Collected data
· · · ·
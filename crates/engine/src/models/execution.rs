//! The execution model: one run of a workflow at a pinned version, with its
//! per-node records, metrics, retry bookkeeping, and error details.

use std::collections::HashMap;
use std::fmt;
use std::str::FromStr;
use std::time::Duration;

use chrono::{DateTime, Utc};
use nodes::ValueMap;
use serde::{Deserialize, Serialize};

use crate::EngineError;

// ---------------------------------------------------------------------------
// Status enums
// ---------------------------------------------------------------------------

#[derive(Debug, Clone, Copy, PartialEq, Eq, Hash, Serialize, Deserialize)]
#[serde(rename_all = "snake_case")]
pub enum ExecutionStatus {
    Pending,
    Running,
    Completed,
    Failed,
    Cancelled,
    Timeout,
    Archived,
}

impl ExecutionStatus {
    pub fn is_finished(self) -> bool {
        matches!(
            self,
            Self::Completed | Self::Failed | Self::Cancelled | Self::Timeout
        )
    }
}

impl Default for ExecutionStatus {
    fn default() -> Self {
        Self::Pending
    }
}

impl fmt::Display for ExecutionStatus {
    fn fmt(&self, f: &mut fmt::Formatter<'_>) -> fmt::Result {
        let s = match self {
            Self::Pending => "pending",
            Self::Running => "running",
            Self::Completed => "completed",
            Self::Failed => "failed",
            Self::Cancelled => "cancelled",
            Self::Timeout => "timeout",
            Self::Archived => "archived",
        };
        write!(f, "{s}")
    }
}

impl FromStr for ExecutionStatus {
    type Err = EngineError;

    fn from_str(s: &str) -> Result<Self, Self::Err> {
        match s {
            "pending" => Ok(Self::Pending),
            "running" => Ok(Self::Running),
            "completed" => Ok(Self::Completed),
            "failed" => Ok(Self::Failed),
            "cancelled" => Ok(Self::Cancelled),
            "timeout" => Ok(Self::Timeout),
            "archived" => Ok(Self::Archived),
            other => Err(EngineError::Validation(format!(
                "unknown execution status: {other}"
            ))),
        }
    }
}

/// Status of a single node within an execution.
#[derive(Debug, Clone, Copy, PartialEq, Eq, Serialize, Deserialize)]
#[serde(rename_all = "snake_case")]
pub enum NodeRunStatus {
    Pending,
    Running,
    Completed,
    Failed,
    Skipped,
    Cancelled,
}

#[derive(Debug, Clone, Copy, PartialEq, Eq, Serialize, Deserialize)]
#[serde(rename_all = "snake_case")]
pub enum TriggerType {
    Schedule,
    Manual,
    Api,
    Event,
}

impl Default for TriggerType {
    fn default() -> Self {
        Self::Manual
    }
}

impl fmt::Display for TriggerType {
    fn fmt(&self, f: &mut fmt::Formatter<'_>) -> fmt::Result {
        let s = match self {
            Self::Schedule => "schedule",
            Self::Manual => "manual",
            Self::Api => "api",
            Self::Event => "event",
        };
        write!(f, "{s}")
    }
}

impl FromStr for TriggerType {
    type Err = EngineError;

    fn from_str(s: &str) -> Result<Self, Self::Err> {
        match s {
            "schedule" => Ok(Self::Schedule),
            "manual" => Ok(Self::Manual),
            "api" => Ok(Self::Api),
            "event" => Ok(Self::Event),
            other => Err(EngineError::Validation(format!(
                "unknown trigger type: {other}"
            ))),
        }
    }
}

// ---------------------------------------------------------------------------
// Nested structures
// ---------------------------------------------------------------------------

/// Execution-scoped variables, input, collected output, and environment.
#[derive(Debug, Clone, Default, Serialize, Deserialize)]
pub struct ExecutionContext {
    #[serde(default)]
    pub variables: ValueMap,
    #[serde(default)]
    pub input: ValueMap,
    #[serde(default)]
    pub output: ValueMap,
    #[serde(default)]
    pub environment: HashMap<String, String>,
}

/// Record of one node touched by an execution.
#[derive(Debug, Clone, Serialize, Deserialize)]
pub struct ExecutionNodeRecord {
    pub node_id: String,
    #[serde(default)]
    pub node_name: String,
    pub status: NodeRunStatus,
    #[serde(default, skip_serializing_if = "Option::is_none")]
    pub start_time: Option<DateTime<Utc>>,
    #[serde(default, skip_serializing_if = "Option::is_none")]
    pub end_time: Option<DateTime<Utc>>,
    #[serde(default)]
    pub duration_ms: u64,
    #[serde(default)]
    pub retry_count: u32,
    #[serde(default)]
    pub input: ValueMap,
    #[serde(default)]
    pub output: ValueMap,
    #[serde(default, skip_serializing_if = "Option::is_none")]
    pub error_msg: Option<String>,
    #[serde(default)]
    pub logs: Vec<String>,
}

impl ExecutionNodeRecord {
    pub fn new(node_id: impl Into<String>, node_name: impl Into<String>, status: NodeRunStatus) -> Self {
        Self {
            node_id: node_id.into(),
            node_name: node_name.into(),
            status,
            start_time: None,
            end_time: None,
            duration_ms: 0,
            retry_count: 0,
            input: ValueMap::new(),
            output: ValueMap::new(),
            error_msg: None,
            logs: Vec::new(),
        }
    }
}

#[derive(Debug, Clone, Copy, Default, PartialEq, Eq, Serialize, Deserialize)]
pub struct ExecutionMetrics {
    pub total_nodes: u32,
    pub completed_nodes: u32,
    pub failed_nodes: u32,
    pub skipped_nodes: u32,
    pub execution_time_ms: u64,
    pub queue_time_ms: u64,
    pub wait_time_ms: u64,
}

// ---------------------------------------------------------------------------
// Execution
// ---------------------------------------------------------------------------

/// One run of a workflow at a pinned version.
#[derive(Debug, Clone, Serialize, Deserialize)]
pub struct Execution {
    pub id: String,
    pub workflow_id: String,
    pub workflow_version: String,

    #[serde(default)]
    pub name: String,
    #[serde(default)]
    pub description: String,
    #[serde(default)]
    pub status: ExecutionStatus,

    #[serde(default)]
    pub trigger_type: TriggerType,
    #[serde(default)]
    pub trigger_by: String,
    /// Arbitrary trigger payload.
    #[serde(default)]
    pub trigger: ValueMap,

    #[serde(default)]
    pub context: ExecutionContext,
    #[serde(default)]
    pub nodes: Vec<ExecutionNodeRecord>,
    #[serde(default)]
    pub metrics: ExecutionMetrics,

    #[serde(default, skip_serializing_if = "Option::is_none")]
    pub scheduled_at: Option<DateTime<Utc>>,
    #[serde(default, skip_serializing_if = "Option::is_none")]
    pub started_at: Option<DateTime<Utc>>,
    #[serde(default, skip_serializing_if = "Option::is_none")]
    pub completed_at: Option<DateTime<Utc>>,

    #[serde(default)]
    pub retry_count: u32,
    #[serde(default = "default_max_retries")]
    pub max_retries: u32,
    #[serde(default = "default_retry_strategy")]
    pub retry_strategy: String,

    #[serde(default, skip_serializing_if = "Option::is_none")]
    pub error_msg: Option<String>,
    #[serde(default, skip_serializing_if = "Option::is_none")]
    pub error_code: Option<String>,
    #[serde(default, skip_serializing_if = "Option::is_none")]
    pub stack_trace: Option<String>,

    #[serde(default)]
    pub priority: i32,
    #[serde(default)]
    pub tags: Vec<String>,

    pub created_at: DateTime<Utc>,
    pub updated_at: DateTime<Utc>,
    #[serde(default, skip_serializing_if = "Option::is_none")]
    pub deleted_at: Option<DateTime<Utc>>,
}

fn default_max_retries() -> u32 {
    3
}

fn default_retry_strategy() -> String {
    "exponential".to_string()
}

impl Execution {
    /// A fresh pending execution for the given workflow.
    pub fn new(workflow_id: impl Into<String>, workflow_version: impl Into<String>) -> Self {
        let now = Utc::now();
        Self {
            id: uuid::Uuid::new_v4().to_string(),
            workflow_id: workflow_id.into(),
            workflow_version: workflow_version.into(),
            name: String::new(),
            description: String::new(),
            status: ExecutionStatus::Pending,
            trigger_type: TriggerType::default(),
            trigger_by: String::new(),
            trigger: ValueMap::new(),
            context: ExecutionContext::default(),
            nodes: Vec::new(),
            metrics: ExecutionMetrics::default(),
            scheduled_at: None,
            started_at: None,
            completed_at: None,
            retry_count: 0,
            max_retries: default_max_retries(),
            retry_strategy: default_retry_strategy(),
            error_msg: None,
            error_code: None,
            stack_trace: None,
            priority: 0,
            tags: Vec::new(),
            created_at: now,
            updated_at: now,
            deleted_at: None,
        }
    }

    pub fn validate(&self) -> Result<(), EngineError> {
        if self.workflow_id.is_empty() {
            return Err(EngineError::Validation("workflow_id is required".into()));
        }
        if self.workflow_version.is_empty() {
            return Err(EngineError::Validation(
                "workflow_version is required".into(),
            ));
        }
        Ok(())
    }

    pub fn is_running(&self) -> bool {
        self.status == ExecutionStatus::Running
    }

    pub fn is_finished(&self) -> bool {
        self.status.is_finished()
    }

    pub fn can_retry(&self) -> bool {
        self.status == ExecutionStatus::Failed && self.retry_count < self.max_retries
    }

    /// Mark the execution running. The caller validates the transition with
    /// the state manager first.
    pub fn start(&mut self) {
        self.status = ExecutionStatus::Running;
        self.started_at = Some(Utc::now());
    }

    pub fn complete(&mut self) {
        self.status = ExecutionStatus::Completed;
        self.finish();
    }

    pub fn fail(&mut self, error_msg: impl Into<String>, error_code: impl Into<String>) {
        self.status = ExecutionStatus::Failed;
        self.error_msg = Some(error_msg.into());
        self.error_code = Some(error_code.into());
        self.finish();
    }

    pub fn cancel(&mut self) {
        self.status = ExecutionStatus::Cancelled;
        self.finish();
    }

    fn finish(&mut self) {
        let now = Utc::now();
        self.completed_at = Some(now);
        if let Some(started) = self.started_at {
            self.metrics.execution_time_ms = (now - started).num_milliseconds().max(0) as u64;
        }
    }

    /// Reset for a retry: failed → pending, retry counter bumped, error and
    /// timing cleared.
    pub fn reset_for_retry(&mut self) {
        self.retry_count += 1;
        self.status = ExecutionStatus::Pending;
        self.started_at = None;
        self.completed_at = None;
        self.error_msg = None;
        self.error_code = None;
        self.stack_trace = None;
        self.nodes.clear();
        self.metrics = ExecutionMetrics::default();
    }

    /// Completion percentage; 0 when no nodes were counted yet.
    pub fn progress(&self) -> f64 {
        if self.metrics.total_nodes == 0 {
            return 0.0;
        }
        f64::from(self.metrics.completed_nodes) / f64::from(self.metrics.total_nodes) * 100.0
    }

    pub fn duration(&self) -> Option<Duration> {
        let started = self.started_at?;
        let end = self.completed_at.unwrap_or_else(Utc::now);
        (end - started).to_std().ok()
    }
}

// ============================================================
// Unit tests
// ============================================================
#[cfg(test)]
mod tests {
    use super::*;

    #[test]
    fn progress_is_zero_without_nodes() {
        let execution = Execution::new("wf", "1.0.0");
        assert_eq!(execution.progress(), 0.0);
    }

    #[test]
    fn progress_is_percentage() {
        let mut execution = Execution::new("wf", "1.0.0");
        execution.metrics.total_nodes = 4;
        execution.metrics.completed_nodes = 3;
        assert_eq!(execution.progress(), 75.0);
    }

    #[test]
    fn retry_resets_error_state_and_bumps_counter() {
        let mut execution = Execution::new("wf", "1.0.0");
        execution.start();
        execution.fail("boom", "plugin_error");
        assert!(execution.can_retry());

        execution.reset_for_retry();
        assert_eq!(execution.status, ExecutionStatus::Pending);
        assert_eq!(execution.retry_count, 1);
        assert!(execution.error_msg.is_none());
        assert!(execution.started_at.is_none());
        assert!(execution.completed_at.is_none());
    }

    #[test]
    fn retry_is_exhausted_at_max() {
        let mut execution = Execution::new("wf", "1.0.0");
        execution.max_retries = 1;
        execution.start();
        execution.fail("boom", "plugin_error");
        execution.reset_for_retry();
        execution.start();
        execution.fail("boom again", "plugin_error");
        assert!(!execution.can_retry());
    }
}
· · · ·
THE TASK: Give back exactly the lines from the beginning of the records through the line containing "impl fmt::Display for ExecutionStatus", and only those.

REPLY:
filename crates/engine/src/models/execution.rs
//! The execution model: one run of a workflow at a pinned version, with its
//! per-node records, metrics, retry bookkeeping, and error details.

use std::collections::HashMap;
use std::fmt;
use std::str::FromStr;
use std::time::Duration;

use chrono::{DateTime, Utc};
use nodes::ValueMap;
use serde::{Deserialize, Serialize};

use crate::EngineError;

// ---------------------------------------------------------------------------
// Status enums
// ---------------------------------------------------------------------------

#[derive(Debug, Clone, Copy, PartialEq, Eq, Hash, Serialize, Deserialize)]
#[serde(rename_all = "snake_case")]
pub enum ExecutionStatus {
    Pending,
    Running,
    Completed,
    Failed,
    Cancelled,
    Timeout,
    Archived,
}

impl ExecutionStatus {
    pub fn is_finished(self) -> bool {
        matches!(
            self,
            Self::Completed | Self::Failed | Self::Cancelled | Self::Timeout
        )
    }
}

impl Default for ExecutionStatus {
    fn default() -> Self {
        Self::Pending
    }
}

impl fmt::Display for ExecutionStatus {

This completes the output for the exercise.